By high afternoon it was clear he was sick. We figured he had been poisoned (Not by us. We have Ornery Bastard to deal with rodents) because he wasn’t bothered by me when I walked up to him. Reduced awareness is apparently a symptom of rat poison, and the fact he didn’t move in 6 hours suggests something was wrong or he was Nature’s Worst Rodent. Nor did he seem to be doing well in the grand sense of the word. We first saw him at around 11am, and by 4pm he had collapsed and was breathing shallowly. At that point, I had to make a choice.

We have a cat and a bird feeder in the backyard. Not only is our cat (The Ornery Bastard) an outdoor cat who occasionally eats mice, we’ve got the aforementioned foxes and the occasional hawk (not bad for Toronto, eh?). As much as I don’t want mice eating poison, which, though I won’t get into here, I believe is a cruel way to kill rodents, I certainly don’t want the Bastard and hawks eating it. Not being versed in rodent medicine, I decided I would kill it. It seemed to be the best way.

Have you ever held a life in your hand, been able to look at it and have it look back at you, and know you were going to end it? It’s very, very strange because it’s so hard. The mouse wasn’t big, maybe the length of my middle finger and completely unresponsive in my (gloved) hand, but it was alive.

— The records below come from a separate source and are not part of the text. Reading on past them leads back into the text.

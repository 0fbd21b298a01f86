//! Error types for the relay.

use thiserror::Error;

/// Primary error type for all relay operations.
#[derive(Error, Debug)]
pub enum RelayError {
    #[error("Configuration error: {0}")]
    Configuration(String),

    #[error("API error (status {status}): {message}")]
    Api { status: u16, message: String },

    #[error("Network error: {0}")]
    Network(#[from] reqwest::Error),

    #[error("IO error: {0}")]
    Io(#[from] std::io::Error),

    #[error("Serialization error: {0}")]
    Serialization(#[from] serde_json::Error),

    #[error("Stream error: {0}")]
    Stream(String),

    #[error("Tool execution error: {tool_name}: {message}")]
    ToolExecution { tool_name: String, message: String },

    #[error("Invalid argument: {0}")]
    InvalidArgument(String),

    #[error("Invalid state: {0}")]
    InvalidState(String),
}

/// Broad error category, attached to failure logs.
#[derive(Debug, Clone, Copy, PartialEq, Eq)]
pub enum ErrorCategory {
    Configuration,
    Network,
    Api,
    Serialization,
    Stream,
    ToolExecution,
    Unknown,
}

impl RelayError {
    /// Create an API error.
    pub fn api(status: u16, message: impl Into<String>) -> Self {
        Self::Api {
            status,
            message: message.into(),
        }
    }

    /// Create a tool execution error.
    pub fn tool(tool_name: impl Into<String>, message: impl Into<String>) -> Self {
        Self::ToolExecution {
            tool_name: tool_name.into(),
            message: message.into(),
        }
    }

    /// Classify this error into a category.
    pub fn category(&self) -> ErrorCategory {
        match self {
            Self::Configuration(_) => ErrorCategory::Configuration,
            Self::Network(_) | Self::Io(_) => ErrorCategory::Network,
            Self::Api { .. } => ErrorCategory::Api,
            Self::Serialization(_) => ErrorCategory::Serialization,
            Self::Stream(_) => ErrorCategory::Stream,
            Self::ToolExecution { .. } | Self::InvalidArgument(_) => ErrorCategory::ToolExecution,
            Self::InvalidState(_) => ErrorCategory::Unknown,
        }
    }
}

/// Convenience alias.
pub type Result<T> = std::result::Result<T, RelayError>;
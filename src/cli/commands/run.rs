//! Run command - Replay a scripted session

use std::path::Path;

use crate::config::load_config;
use crate::errors::{AssessaError, Result};
use crate::evaluator::StagedOptions;
use crate::fs::{read_script, write_json};
use crate::wizard::{replay_script, EventOutcome, ReplayOptions, WizardSession, WizardView};

use super::build_evaluator;

fn print_text(outcomes: &[EventOutcome], view: &WizardView) {
    for outcome in outcomes {
        match (&outcome.code, &outcome.message) {
            (Some(code), Some(message)) => println!(
                "{:>3}. [rejected] {} - {}: {}",
                outcome.index + 1,
                outcome.event,
                code,
                message
            ),
            _ => println!(
                "{:>3}. [applied]  {} -> {} ({}%)",
                outcome.index + 1,
                outcome.event,
                outcome.step,
                outcome.progress
            ),
        }
    }

    println!();
    println!("Candidate: {}", view.display_name());
    println!("Step: {} ({}%)", view.title, view.progress);
    if let Some(ref result) = view.result {
        println!("Score: {}/100 {}", result.score, result.verdict());
        if let Some(breakdown) = result.breakdown {
            for (label, value) in breakdown.categories() {
                println!("  {:<18} {}/100", label, value);
            }
        }
    }
}

/// Replay `script` and print one line per event
pub async fn run(
    config_path: Option<&Path>,
    script: &Path,
    json: bool,
    output: Option<&Path>,
    instant: bool,
    score: Option<u32>,
) -> Result<()> {
    let config = load_config(config_path)?;
    let script = read_script(script)?;

    let evaluation = if instant {
        config.evaluation.clone().instant()
    } else {
        config.evaluation.clone()
    };
    let options = ReplayOptions::new(StagedOptions::from(&evaluation));
    let mut evaluator = build_evaluator(&config.evaluation, score);

    let mut session = WizardSession::new();
    let outcomes = replay_script(&mut session, &script, evaluator.as_mut(), &options, None).await;

    let rejected = outcomes.iter().filter(|o| !o.is_applied()).count();
    tracing::info!(events = outcomes.len(), rejected, "replay finished");

    let view = session.view();
    if json {
        let report = serde_json::json!({
            "outcomes": outcomes,
            "view": view,
        });
        let rendered = serde_json::to_string_pretty(&report)
            .map_err(|e| AssessaError::wrap(e, "Cannot serialize output"))?;
        println!("{}", rendered);
    } else {
        print_text(&outcomes, &view);
    }

    if let Some(path) = output {
        write_json(path, &session.snapshot())?;
        tracing::info!(path = %path.display(), "snapshot written");
    }

    Ok(())
}
//! Evaluation outcome schema

use serde::{Deserialize, Serialize};

/// Lowest score an evaluator may commit
pub const MIN_SCORE: u32 = 60;

/// Highest score an evaluator may commit
pub const MAX_SCORE: u32 = 100;

/// Scores at or above this pass
pub const PASS_THRESHOLD: u32 = 70;

/// Whether a committed score is a pass
pub fn is_passing(score: u32) -> bool {
    score >= PASS_THRESHOLD
}

/// Per-category scores, each out of 100
#[derive(Debug, Clone, Copy, PartialEq, Eq, Serialize, Deserialize)]
pub struct ScoreBreakdown {
    pub communication: u32,
    pub confidence: u32,
    pub relevance: u32,
}

impl ScoreBreakdown {
    /// Labelled categories in display order
    pub fn categories(&self) -> [(&'static str, u32); 3] {
        [
            ("Communication", self.communication),
            ("Confidence", self.confidence),
            ("Answer Relevance", self.relevance),
        ]
    }
}

/// What an evaluator hands back for one run
#[derive(Debug, Clone, Copy, PartialEq, Eq, Serialize, Deserialize)]
pub struct Evaluation {
    pub score: u32,
    pub breakdown: ScoreBreakdown,
}

impl Evaluation {
    pub fn new(score: u32, breakdown: ScoreBreakdown) -> Self {
        Evaluation { score, breakdown }
    }

    /// Whether the score lies in the committable range
    pub fn in_range(&self) -> bool {
        (MIN_SCORE..=MAX_SCORE).contains(&self.score)
    }

    pub fn passed(&self) -> bool {
        is_passing(self.score)
    }
}

#[cfg(test)]
mod tests {
    use super::*;

    fn breakdown() -> ScoreBreakdown {
        ScoreBreakdown {
            communication: 85,
            confidence: 80,
            relevance: 75,
        }
    }

    #[test]
    fn test_pass_boundary() {
        assert!(is_passing(70));
        assert!(!is_passing(69));
        assert!(is_passing(100));
    }

    #[test]
    fn test_in_range() {
        assert!(Evaluation::new(60, breakdown()).in_range());
        assert!(Evaluation::new(100, breakdown()).in_range());
        assert!(!Evaluation::new(59, breakdown()).in_range());
        assert!(!Evaluation::new(0, breakdown()).in_range());
        assert!(!Evaluation::new(101, breakdown()).in_range());
    }

    #[test]
    fn test_categories_order() {
        let labels: Vec<&str> = breakdown().categories().iter().map(|(l, _)| *l).collect();
        assert_eq!(labels, vec!["Communication", "Confidence", "Answer Relevance"]);
    }
}
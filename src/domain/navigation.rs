//! Navigation between wizard steps
//!
//! Pure function: the caller owns the active step and only replaces it on
//! `Ok`.

use crate::errors::GateRejection;
use crate::schemas::{CandidateProfile, StepId};

use super::gate::can_enter;

/// Ask the gate whether `requested` may become the active step.
///
/// Returns the requested step on success, or the gate's reason verbatim.
/// Nothing is mutated either way.
pub fn navigate(requested: StepId, profile: &CandidateProfile) -> Result<StepId, GateRejection> {
    let decision = can_enter(requested, profile);
    tracing::debug!(
        step = %requested,
        allowed = decision.allowed,
        reason = decision.reason.as_deref().unwrap_or(""),
        "gate decision"
    );
    decision.into_result(requested)
}
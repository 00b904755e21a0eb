//! File system utilities for assessa
//!
//! JSON reading and atomic JSON writing for scripts, profiles and snapshots.

mod json;

pub use json::{read_json, read_profile, read_script, read_snapshot, write_json, write_text};
//! Configuration loading

mod loader;

pub use loader::{load_config, DEFAULT_CONFIG_FILE};
//! Identity intake: name and email from the first form

use std::sync::LazyLock;

use regex::Regex;

use crate::errors::ValidationError;
use crate::schemas::CandidateProfile;

static EMAIL_PATTERN: LazyLock<Regex> = LazyLock::new(|| {
    Regex::new(r"^[^\s@]+@[^\s@]+\.[^\s@]+$").expect("email pattern is a valid regex")
});

/// Simple `local@domain.tld` check
pub fn is_valid_email(email: &str) -> bool {
    EMAIL_PATTERN.is_match(email)
}

/// Validate the identity form and return a profile carrying it.
///
/// Both fields are trimmed before checking. Missing fields are reported
/// before a malformed email.
pub fn submit_identity(
    name: &str,
    email: &str,
    profile: &CandidateProfile,
) -> Result<CandidateProfile, ValidationError> {
    let name = name.trim();
    let email = email.trim();

    if name.is_empty() {
        return Err(ValidationError::MissingField("name"));
    }
    if email.is_empty() {
        return Err(ValidationError::MissingField("email"));
    }
    if !is_valid_email(email) {
        return Err(ValidationError::InvalidEmail(email.to_string()));
    }

    Ok(profile.clone().with_identity(name, email))
}
//! Step badges for the sidebar: locked, active, completed or available

use serde::{Deserialize, Serialize};

use crate::schemas::{CandidateProfile, StepId};

use super::gate::can_enter;
use super::steps::WIZARD_STEPS;

/// Badge drawn next to a step
#[derive(Debug, Clone, Copy, PartialEq, Eq, Serialize, Deserialize)]
#[serde(rename_all = "snake_case")]
pub enum StepBadge {
    /// The gate refuses this step
    Locked,
    /// The step currently shown
    Active,
    /// Reachable and its work is done
    Completed,
    /// Reachable, nothing done yet
    Available,
}

impl std::fmt::Display for StepBadge {
    fn fmt(&self, f: &mut std::fmt::Formatter<'_>) -> std::fmt::Result {
        match self {
            StepBadge::Locked => write!(f, "locked"),
            StepBadge::Active => write!(f, "active"),
            StepBadge::Completed => write!(f, "completed"),
            StepBadge::Available => write!(f, "available"),
        }
    }
}

/// Whether the work of `step` is done
pub fn is_completed(step: StepId, profile: &CandidateProfile) -> bool {
    match step {
        StepId::Identity => profile.has_identity(),
        StepId::Upload => profile.all_uploaded(),
        StepId::Evaluation | StepId::Result => profile.is_evaluated(),
    }
}

/// Badge for one step. Locked wins over everything, then active.
pub fn classify_step(step: StepId, active: StepId, profile: &CandidateProfile) -> StepBadge {
    if !can_enter(step, profile).allowed {
        return StepBadge::Locked;
    }
    if step == active {
        return StepBadge::Active;
    }
    if is_completed(step, profile) {
        return StepBadge::Completed;
    }
    StepBadge::Available
}

/// Badges for every step, in wizard order
pub fn step_badges(active: StepId, profile: &CandidateProfile) -> Vec<(StepId, StepBadge)> {
    WIZARD_STEPS
        .iter()
        .map(|&step| (step, classify_step(step, active, profile)))
        .collect()
}
//! TUI widget rendering

use ratatui::{
    layout::{Alignment, Constraint, Direction, Layout, Rect},
    style::{Color, Modifier, Style},
    text::{Line, Span, Text},
    widgets::{Block, Borders, Gauge, List, ListItem, Paragraph, Wrap},
    Frame,
};

use crate::domain::StepBadge;
use crate::schemas::StepId;
use crate::tui::state::WatchState;

/// Render the header section (4 lines): title, candidate line, progress bar
pub fn render_header(f: &mut Frame, area: Rect, state: &WatchState) {
    let chunks = Layout::default()
        .direction(Direction::Vertical)
        .constraints([
            Constraint::Length(1),
            Constraint::Length(1),
            Constraint::Length(1),
            Constraint::Length(1),
        ])
        .split(area);

    let border_width = area.width as usize;
    let title = Line::from(vec![
        Span::styled("┌─ Assessa ", Style::default().fg(Color::Cyan)),
        Span::styled(
            "─".repeat(border_width.saturating_sub(12)),
            Style::default().fg(Color::Cyan),
        ),
        Span::styled("┐", Style::default().fg(Color::Cyan)),
    ]);
    f.render_widget(
        Paragraph::new(Text::from(title)).alignment(Alignment::Left),
        chunks[0],
    );

    let candidate_text = format!(
        "{} | {}",
        state.view.display_name(),
        state.view.title
    );
    let candidate_line = Line::from(vec![
        Span::styled("│ ", Style::default().fg(Color::Cyan)),
        Span::styled(
            pad_to_width(&candidate_text, border_width.saturating_sub(4)),
            Style::default().add_modifier(Modifier::BOLD),
        ),
        Span::styled(" │", Style::default().fg(Color::Cyan)),
    ]);
    f.render_widget(Paragraph::new(Text::from(candidate_line)), chunks[1]);

    let gauge = Gauge::default()
        .gauge_style(Style::default().fg(Color::Cyan))
        .percent(u16::from(state.view.progress.min(100)))
        .label(format!("{}%", state.view.progress));
    f.render_widget(gauge, chunks[2]);

    let separator = Line::from(vec![
        Span::styled("├", Style::default().fg(Color::Cyan)),
        Span::styled(
            "─".repeat(border_width.saturating_sub(2)),
            Style::default().fg(Color::Cyan),
        ),
        Span::styled("┤", Style::default().fg(Color::Cyan)),
    ]);
    f.render_widget(Paragraph::new(Text::from(separator)), chunks[3]);
}

/// Render the step sidebar (left side)
pub fn render_steps_pane(f: &mut Frame, area: Rect, state: &WatchState) {
    let items: Vec<ListItem> = state
        .view
        .steps
        .iter()
        .enumerate()
        .map(|(index, step)| {
            let text = format!(
                "{} {}. {:<24} {}",
                badge_icon(step.badge),
                index + 1,
                step.title,
                step.badge
            );
            let mut style = Style::default().fg(badge_color(step.badge));
            if step.step == state.view.current_step {
                style = style.add_modifier(Modifier::BOLD);
            }
            ListItem::new(Line::from(vec![Span::styled(text, style)]))
        })
        .collect();

    let list = List::new(items).block(
        Block::default()
            .borders(Borders::ALL)
            .border_style(Style::default().fg(Color::Cyan))
            .title("Steps"),
    );

    f.render_widget(list, area);
}

/// Body text of the active step
pub fn step_content(state: &WatchState) -> String {
    let view = &state.view;
    match view.current_step {
        StepId::Identity => {
            if view.candidate_name.is_empty() {
                "Waiting for candidate details".to_string()
            } else {
                format!("Name: {}", view.candidate_name)
            }
        }
        StepId::Upload => view
            .uploads
            .iter()
            .map(|upload| match (&upload.file_name, &upload.file_size) {
                (Some(name), Some(size)) => {
                    format!("Question {}: {} ({})", upload.question, name, size)
                }
                _ => format!("Question {}: no video yet", upload.question),
            })
            .collect::<Vec<_>>()
            .join("\n"),
        StepId::Evaluation => match state.stage {
            Some(ref stage) => format!(
                "Stage {}/{}: {}",
                stage.index + 1,
                state.stage_count,
                stage.label
            ),
            None => "Waiting for evaluation".to_string(),
        },
        StepId::Result => match view.result {
            Some(ref result) => {
                let mut lines = vec![format!("Score: {}/100  {}", result.score, result.verdict())];
                if let Some(breakdown) = result.breakdown {
                    for (label, value) in breakdown.categories() {
                        lines.push(format!("  {:<18} {}/100", label, value));
                    }
                }
                lines.join("\n")
            }
            None => "No result yet".to_string(),
        },
    }
}

/// Render the active step pane (top right)
pub fn render_content_pane(f: &mut Frame, area: Rect, state: &WatchState) {
    let paragraph = Paragraph::new(step_content(state))
        .block(
            Block::default()
                .borders(Borders::ALL)
                .border_style(Style::default().fg(Color::Cyan))
                .title(state.view.title.as_str()),
        )
        .wrap(Wrap { trim: false });

    f.render_widget(paragraph, area);
}

/// Render the event log pane (bottom right), newest lines last
pub fn render_log_pane(f: &mut Frame, area: Rect, state: &WatchState) {
    let max_lines = area.height.saturating_sub(2) as usize;

    let logs: Vec<ListItem> = if state.logs.is_empty() {
        vec![ListItem::new("(no events yet)")]
    } else {
        let start = state.logs.len().saturating_sub(max_lines);
        state.logs[start..]
            .iter()
            .map(|log| {
                let color = if log.starts_with('✗') {
                    Color::Red
                } else {
                    Color::White
                };
                ListItem::new(Span::styled(log.as_str(), Style::default().fg(color)))
            })
            .collect()
    };

    let list = List::new(logs).block(
        Block::default()
            .borders(Borders::ALL)
            .border_style(Style::default().fg(Color::Cyan))
            .title("Events"),
    );

    f.render_widget(list, area);
}

/// Render the footer section (3 lines)
pub fn render_footer(f: &mut Frame, area: Rect, state: &WatchState) {
    let chunks = Layout::default()
        .direction(Direction::Vertical)
        .constraints([
            Constraint::Length(1),
            Constraint::Length(1),
            Constraint::Length(1),
        ])
        .split(area);

    let border_width = area.width as usize;

    let separator = Line::from(vec![
        Span::styled("├", Style::default().fg(Color::Cyan)),
        Span::styled(
            "─".repeat(border_width.saturating_sub(2)),
            Style::default().fg(Color::Cyan),
        ),
        Span::styled("┤", Style::default().fg(Color::Cyan)),
    ]);
    f.render_widget(Paragraph::new(Text::from(separator)), chunks[0]);

    let status = if state.finished { "done" } else { "running" };
    let progress_text = format!(
        "Events: {}/{} ({} rejected) | {} | Runtime: {}",
        state.events_done,
        state.events_total,
        state.rejected_count,
        status,
        format_runtime(state.start_time)
    );
    let progress_line = Line::from(vec![
        Span::styled("│ ", Style::default().fg(Color::Cyan)),
        Span::styled(
            pad_to_width(&progress_text, border_width.saturating_sub(4)),
            Style::default(),
        ),
        Span::styled(" │", Style::default().fg(Color::Cyan)),
    ]);
    f.render_widget(Paragraph::new(Text::from(progress_line)), chunks[1]);

    let keys_line = Line::from(vec![
        Span::styled("│ ", Style::default().fg(Color::Cyan)),
        Span::styled(
            pad_to_width("[q] quit  [ctrl-c] interrupt", border_width.saturating_sub(4)),
            Style::default(),
        ),
        Span::styled(" │", Style::default().fg(Color::Cyan)),
    ]);
    f.render_widget(Paragraph::new(Text::from(keys_line)), chunks[2]);
}

/// Draw the whole screen
pub fn render_screen(f: &mut Frame, state: &WatchState) {
    let chunks = Layout::default()
        .direction(Direction::Vertical)
        .constraints([
            Constraint::Length(4),
            Constraint::Min(0),
            Constraint::Length(3),
        ])
        .split(f.area());

    render_header(f, chunks[0], state);

    let main_chunks = Layout::default()
        .direction(Direction::Horizontal)
        .constraints([Constraint::Percentage(40), Constraint::Percentage(60)])
        .split(chunks[1]);

    render_steps_pane(f, main_chunks[0], state);

    let right_chunks = Layout::default()
        .direction(Direction::Vertical)
        .constraints([Constraint::Length(7), Constraint::Min(0)])
        .split(main_chunks[1]);

    render_content_pane(f, right_chunks[0], state);
    render_log_pane(f, right_chunks[1], state);

    render_footer(f, chunks[2], state);
}

// ===== HELPER FUNCTIONS =====

fn badge_icon(badge: StepBadge) -> &'static str {
    match badge {
        StepBadge::Completed => "✓",
        StepBadge::Active => "→",
        StepBadge::Locked => "■",
        StepBadge::Available => "○",
    }
}

fn badge_color(badge: StepBadge) -> Color {
    match badge {
        StepBadge::Completed => Color::Green,
        StepBadge::Active => Color::Yellow,
        StepBadge::Locked => Color::DarkGray,
        StepBadge::Available => Color::White,
    }
}

/// Pad string to width (truncate with ellipsis if too long)
fn pad_to_width(text: &str, width: usize) -> String {
    let chars = text.chars().count();
    if width == 0 {
        String::new()
    } else if chars > width {
        let kept: String = text.chars().take(width - 1).collect();
        format!("{}…", kept)
    } else {
        format!("{:<width$}", text, width = width)
    }
}

/// Format runtime duration
fn format_runtime(start_time: chrono::DateTime<chrono::Utc>) -> String {
    let duration = chrono::Utc::now().signed_duration_since(start_time);

    let total_seconds = duration.num_seconds().max(0);
    let hours = total_seconds / 3600;
    let minutes = (total_seconds % 3600) / 60;
    let seconds = total_seconds % 60;

    format!("{:02}:{:02}:{:02}", hours, minutes, seconds)
}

And then I did something to it and it wasn’t. 

It was very, very strange. It wasn’t sadness, though there was some regret at the necessity, in the end I am convinced it was the right thing to do, nor was it joy, because I didn’t exactly want to do it; it was, I think, a reminder that death and life are real things. They exist even if I rarely see them for what they are, and when one is true the other is not and cannot be. Until it is, and then you are left and you know that you killed something and it can’t come back. I guess it’s a little like having a baby. There isn’t anything there, just a big belly and someone who has been angry for 9 months and them all of a sudden you’re holding a baby and despite the 9 months you have no idea how it got there. How you went from nothing to something. Or, how you went from something to nothing.

It wasn’t a feeling that filled me up like happiness, nor was it something that emptied me out like depression, but there was definitely something there.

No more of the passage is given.